In 1823 when a group of fur trappers found three Indigenous women (a mother and her two daughters) sick, starving, and attempting to reach the shore to gather mussels, they were the last of less than 20 members of the tribe left alive. Shortly after they were found, two of the women died- leaving the last Beothuk tribal member, Shanawdithit, to tell the tribe’s story. Shanawdithit worked for 5 years as servant in the home of a local magistrate, then spent a year living with an ethnographer giving him descriptions of her language, tribe, and culture. She died of tuberculosis at the age of 29, only 6 six years after barely beating starvation. Now a man in Tennessee is a positive match for her family’s DNA, despite any known tribal culture having died out nearly 200 hundred years ago.

Gibbons Pond, Newfoundland. Via/ Wiki Commons

The Beothuk people had been pushed further and further inland by settlers and this is what led to their eventual starvation and dwindling population. However, oral traditions of neighboring tribes like the Mi’kmaq hold that some members of the Beothuk did in fact survive. If they did survive they would have lived in small groups and the culture of the tribe would eventually cease to exist.

The genetic match of the TN man, whose genes also matched with Ojibwe tribal members, represents just how long DNA markers of ethnicity can remain, long after the group itself is no more. It is now estimated that at the time of first contact with Europeans the Beothuk numbered around 1,000 strong.

Via/ Library of Congress

The study was realized in an attempt to discover if the genes of the Beothuk were still present in North American populations. The study was headed by Steven Carr, a professor of biology at Memorial University in Newfoundland. Carr wanted to find some kind of answer to the question of what happened to the Beothuk people.

According to Carr many people claim to be descended from the mysterious tribe that disappeared, but such claims in the past have not in any way been proved true. Now for the first time a link has been made between a living person and the extinct Beothuk people of Newfoundland. A North Carolina woman in 2017 claimed to be of Beothuk origin after a DNA analysis company mistakenly suggested her heritage could contain Beothuk ancestors, but this was later found to be false since there was not enough of a databaseto even build the foundation for such claims at the time.

Via/ Wiki Commons

Carr researched mitochondrial DNA (genetic material passed only from mother to child) from the remains of 18 Beothuk individuals, including Shanawdithit’s aunt and uncle. Even before Shanawdithit’s death, the skulls of her relatives had been stolen and sent to the University of Edinburgh, the same university that notorious killers, Burke and Hare, supplied with fresh corpses for academic dissection. Thankfully, the Beothuk remains were repatriated and have since been studied.

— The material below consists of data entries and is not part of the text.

//! CLI Entry Point for the FMX beamline helpers
//!
//! Provides command-line access to the geometry conversions:
//! - Bragg angle ↔ photon energy for the DCM
//! - detector distance ↔ edge resolution
//! - energy → wavelength and dose-limited exposure time
//! - beam centre drift against detector distance
//!
//! # Usage
//!
//! ```bash
//! fmx bragg2e 10.5 --cold
//! fmx e2bragg 12.66
//! fmx det2res 200 --energy 12660
//! fmx show-config --config config/fmx.toml
//! ```

use anyhow::{bail, Context, Result};
use clap::{Args, Parser, Subcommand};
use fmx_daq::beamline::Beamline;
use fmx_daq::config::{Settings, DEFAULT_CONFIG_PATH};
use fmx_daq::logging;
use fmx_daq::physics::{
    beam_center_fit, bragg_angle_to_energy, default_transmission, detector_distance_from_resolution,
    energy_to_bragg_angle, energy_to_wavelength, resolution_from_detector_distance,
    units::energy_to_ev, DoseEstimate, MillerIndices, DEFAULT_TARGET_DOSE_MGY,
};
use fmx_daq::BeamlineResult;
use std::path::PathBuf;

#[derive(Parser)]
#[command(name = "fmx")]
#[command(about = "FMX beamline geometry and dose helpers", long_about = None)]
struct Cli {
    /// Configuration file
    #[arg(long, global = true, default_value = DEFAULT_CONFIG_PATH)]
    config: PathBuf,

    #[command(subcommand)]
    command: Commands,
}

#[derive(Subcommand)]
enum Commands {
    /// Photon energy [eV] at a DCM Bragg angle (degrees if > 1, else radians)
    Bragg2e {
        /// Bragg angle
        #[arg(allow_negative_numbers = true)]
        angle: f64,

        /// Crystal reflection as h,k,l
        #[arg(long, default_value = "1,1,1", value_parser = parse_miller)]
        miller: MillerIndices,

        /// Apply the LN2-cooled lattice contraction
        #[arg(long)]
        cold: bool,
    },

    /// DCM Bragg angle [deg] for a photon energy (keV if < 100, else eV)
    E2bragg {
        /// Photon energy
        energy: f64,

        /// Crystal reflection as h,k,l
        #[arg(long, default_value = "1,1,1", value_parser = parse_miller)]
        miller: MillerIndices,
    },

    /// Edge resolution [Å] at a detector distance [mm]
    Det2res {
        /// Sample to detector distance [mm]
        distance: f64,

        #[command(flatten)]
        beam: Beam,

        /// Detector diameter [mm]; defaults to the configured detector
        #[arg(long)]
        diameter: Option<f64>,
    },

    /// Detector distance [mm] that puts a resolution [Å] at the detector edge
    Res2det {
        /// Edge resolution [Å]
        resolution: f64,

        #[command(flatten)]
        beam: Beam,

        /// Detector diameter [mm]; defaults to the configured detector
        #[arg(long)]
        diameter: Option<f64>,
    },

    /// X-ray wavelength [Å] for a photon energy (keV if < 100, else eV)
    Wavelength {
        /// Photon energy
        energy: f64,
    },

    /// Exposure time that delivers a dose budget
    Exposure {
        /// Full-beam dose rate [MGy/s]
        #[arg(long)]
        rate: f64,

        /// Attenuator transmission; defaults to the configured table at --energy
        #[arg(long)]
        transmission: Option<f64>,

        /// Photon energy for the transmission table (keV if < 100, else eV)
        #[arg(long)]
        energy: Option<f64>,

        /// Dose budget [MGy]
        #[arg(long, default_value_t = DEFAULT_TARGET_DOSE_MGY)]
        dose: f64,
    },

    /// Fit measured beam centres [px] against detector distance [mm]
    BeamCenter {
        /// Detector distances [mm], comma separated
        #[arg(long, value_delimiter = ',', required = true)]
        distance: Vec<f64>,

        /// Beam centre X [px] at each distance
        #[arg(long, value_delimiter = ',', required = true)]
        x: Vec<f64>,

        /// Beam centre Y [px] at each distance
        #[arg(long, value_delimiter = ',', required = true)]
        y: Vec<f64>,
    },

    /// Print the detected beamline and the effective configuration
    ShowConfig,
}

/// Beam wavelength, given directly or as a photon energy.
#[derive(Args)]
#[group(required = true, multiple = false)]
struct Beam {
    /// Wavelength [Å]
    #[arg(long)]
    wavelength: Option<f64>,

    /// Photon energy (keV if < 100, else eV)
    #[arg(long)]
    energy: Option<f64>,
}

impl Beam {
    fn wavelength(&self) -> Result<f64> {
        match (self.wavelength, self.energy) {
            (Some(wavelength), _) => Ok(wavelength),
            (None, Some(energy)) => Ok(energy_to_wavelength(energy_to_ev(energy))?),
            (None, None) => bail!("either --wavelength or --energy is required"),
        }
    }
}

fn parse_miller(s: &str) -> Result<MillerIndices, String> {
    let parts: Vec<&str> = s.split(',').map(str::trim).collect();
    let [h, k, l] = parts.as_slice() else {
        return Err(format!("expected h,k,l but got '{s}'"));
    };
    let index = |v: &str| v.parse::<i32>().map_err(|e| format!("'{v}': {e}"));
    Ok(MillerIndices::new(index(h)?, index(k)?, index(l)?))
}

/// TOML comment naming the beamline of this host.
fn beamline_banner(detected: BeamlineResult<Beamline>) -> String {
    match detected {
        Ok(beamline) => format!("# beamline: {beamline}"),
        Err(err) => format!("# beamline: unknown ({err})"),
    }
}

fn main() -> Result<()> {
    let cli = Cli::parse();
    let settings = Settings::load_from(&cli.config)
        .with_context(|| format!("loading {}", cli.config.display()))?;
    logging::init(&settings.application);

    match cli.command {
        Commands::Bragg2e {
            angle,
            miller,
            cold,
        } => {
            let energy = bragg_angle_to_energy(angle, miller, cold)?;
            println!("{energy:.2} eV");
        }
        Commands::E2bragg { energy, miller } => {
            let angle = energy_to_bragg_angle(energy, miller)?;
            println!("{angle:.4} deg");
        }
        Commands::Det2res {
            distance,
            beam,
            diameter,
        } => {
            let diameter = diameter.unwrap_or(settings.detector.diameter_mm);
            let resolution = resolution_from_detector_distance(distance, beam.wavelength()?, diameter)?;
            println!("{resolution:.3} Å");
        }
        Commands::Res2det {
            resolution,
            beam,
            diameter,
        } => {
            let diameter = diameter.unwrap_or(settings.detector.diameter_mm);
            let distance = detector_distance_from_resolution(resolution, beam.wavelength()?, diameter)?;
            println!("{distance:.1} mm");
        }
        Commands::Wavelength { energy } => {
            let wavelength = energy_to_wavelength(energy_to_ev(energy))?;
            println!("{wavelength:.5} Å");
        }
        Commands::Exposure {
            rate,
            transmission,
            energy,
            dose,
        } => {
            let transmission = match (transmission, energy, &settings.attenuator.lut) {
                (Some(t), _, _) => t,
                (None, Some(e), Some(lut)) => default_transmission(energy_to_ev(e), lut),
                (None, Some(_), None) => bail!("no attenuator table configured; pass --transmission"),
                (None, None, _) => 1.0,
            };
            let estimate = DoseEstimate::new(rate, transmission)?;
            let seconds = estimate.exposure_time_for_dose(dose)?;
            println!(
                "{seconds:.3} s at transmission {transmission:.3} ({:.4} MGy/s)",
                estimate.rate_mgy_per_s()
            );
        }
        Commands::BeamCenter { distance, x, y } => {
            let fit = beam_center_fit(&distance, &x, &y)?;
            println!(
                "x = {:.6} * dz + {:.2} px (rms {:.3})",
                fit.x.slope, fit.x.intercept, fit.x.rms_residual
            );
            println!(
                "y = {:.6} * dz + {:.2} px (rms {:.3})",
                fit.y.slope, fit.y.intercept, fit.y.rms_residual
            );
        }
        Commands::ShowConfig => {
            println!("{}", beamline_banner(Beamline::detect()));
            print!("{}", toml::to_string_pretty(&settings)?);
        }
    }
    Ok(())
}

Miniature portrait of the Beothuk woman, Demasduit, as painted by Lady Henrietta Martha Hamilton in 1819. Via/ Flickr

Demasduit (above) was a Beothuk woman who was captured by white settlers. In the process her husband and child were killed. Despite efforts by the British to build bridges with the Indigenous populations, many settlers instead acted aggressively, explaining why the Beothuk moved inland to avoid violence. The remains of Demasduit and her husband, Nonosabasut, were among those stolen and later returned to the area.

Using the MDNA from Shanawdithit’s family and other tribe members, Carr cross referenced them against the GenBank database, a modern gene library complied by the U.S. National Institutes of Health with sources from around the globe and from commercial DNA testing ventures as well. The man who turned out to be a match was previously unaware of any Native American ancestry and had managed up to that point to trace about 5 generations back on his family tree on his mother’s side.

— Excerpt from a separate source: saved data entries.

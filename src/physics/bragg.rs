//! Bragg angle ↔ photon energy for a silicon double-crystal monochromator.

use crate::error::{BeamlineError, BeamlineResult};
use crate::physics::units::{
    bragg_angle_to_radians, energy_to_ev, HC_EV_ANGSTROM, LN2_LATTICE_CORRECTION, SI_LATTICE_A,
};
use serde::{Deserialize, Serialize};
use std::fmt;

/// Smallest sin θ accepted; sin(180°) rounds to about 1.2e-16, not zero.
const MIN_SIN_THETA: f64 = 1e-12;

/// Miller indices (h, k, l) of the diffracting Si reflection.
#[derive(Debug, Clone, Copy, PartialEq, Eq, Serialize, Deserialize)]
pub struct MillerIndices {
    /// h
    pub h: i32,
    /// k
    pub k: i32,
    /// l
    pub l: i32,
}

impl MillerIndices {
    /// Si(111), the monochromator's working reflection.
    pub const SI_111: MillerIndices = MillerIndices { h: 1, k: 1, l: 1 };

    /// Build an index triple.
    pub const fn new(h: i32, k: i32, l: i32) -> Self {
        Self { h, k, l }
    }

    /// √(h² + k² + l²)
    pub fn norm(&self) -> f64 {
        let (h, k, l) = (f64::from(self.h), f64::from(self.k), f64::from(self.l));
        (h * h + k * k + l * l).sqrt()
    }

    /// Twice the interplanar spacing, 2·d [Å].
    ///
    /// With `cold_second_crystal` the lattice is contracted by
    /// [`LN2_LATTICE_CORRECTION`] (first crystal cooled, second at room
    /// temperature).
    pub fn two_d_spacing(&self, cold_second_crystal: bool) -> BeamlineResult<f64> {
        let norm = self.norm();
        if norm == 0.0 {
            return Err(BeamlineError::Domain(
                "Miller indices must not all be zero".to_string(),
            ));
        }
        let correction = if cold_second_crystal {
            LN2_LATTICE_CORRECTION
        } else {
            0.0
        };
        Ok(2.0 * SI_LATTICE_A * (1.0 - correction) / norm)
    }
}

impl Default for MillerIndices {
    fn default() -> Self {
        Self::SI_111
    }
}

impl fmt::Display for MillerIndices {
    fn fmt(&self, f: &mut fmt::Formatter<'_>) -> fmt::Result {
        write!(f, "Si({}{}{})", self.h, self.k, self.l)
    }
}

/// Photon energy [eV] selected at a Bragg angle.
///
/// `angle` is degrees when greater than 1, radians otherwise.
///
/// # Errors
/// `Domain` when sin θ is not positive (0°, 180°, 360°, or any angle whose
/// sine is negative), since no positive photon energy satisfies it.
pub fn bragg_angle_to_energy(
    angle: f64,
    miller: MillerIndices,
    cold_second_crystal: bool,
) -> BeamlineResult<f64> {
    let two_d = miller.two_d_spacing(cold_second_crystal)?;
    let sin_theta = bragg_angle_to_radians(angle).sin();
    if !(sin_theta >= MIN_SIN_THETA) {
        return Err(BeamlineError::Domain(format!(
            "sin of Bragg angle {angle} is {sin_theta:e}; no positive energy"
        )));
    }
    Ok(HC_EV_ANGSTROM / (two_d * sin_theta))
}

/// Bragg angle [deg] that selects a photon energy.
///
/// `energy` below 100 is read as keV. The cold-crystal correction is not
/// applied here.
pub fn energy_to_bragg_angle(energy: f64, miller: MillerIndices) -> BeamlineResult<f64> {
    let energy_ev = energy_to_ev(energy);
    if !(energy_ev > 0.0) || !energy_ev.is_finite() {
        return Err(BeamlineError::Domain(format!(
            "energy {energy} cannot be converted to a Bragg angle"
        )));
    }
    let two_d = miller.two_d_spacing(false)?;
    let sin_theta = HC_EV_ANGSTROM / two_d / energy_ev;
    if sin_theta.abs() > 1.0 {
        return Err(BeamlineError::Domain(format!(
            "{energy_ev:.1} eV is below the {miller} cutoff of {:.1} eV",
            HC_EV_ANGSTROM / two_d
        )));
    }
    Ok(sin_theta.asin().to_degrees())
}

A further study is planned to determine if there are individuals alive today who share both Beothuk and Mi’kmaq heritage. Previous research unrelated to either of the aforementioned TN man or the proposed Mi’kmaq overlap showed that there was not a close genetic link between the Beothuk, the Maritime Archaic peoples, and the Palaeoeskimo, each group having lived on Newfoundland during different periods of history (with some overlapping). Hopefully with more research we can find out more about the what really happened to the lost tribe of the Beothuk.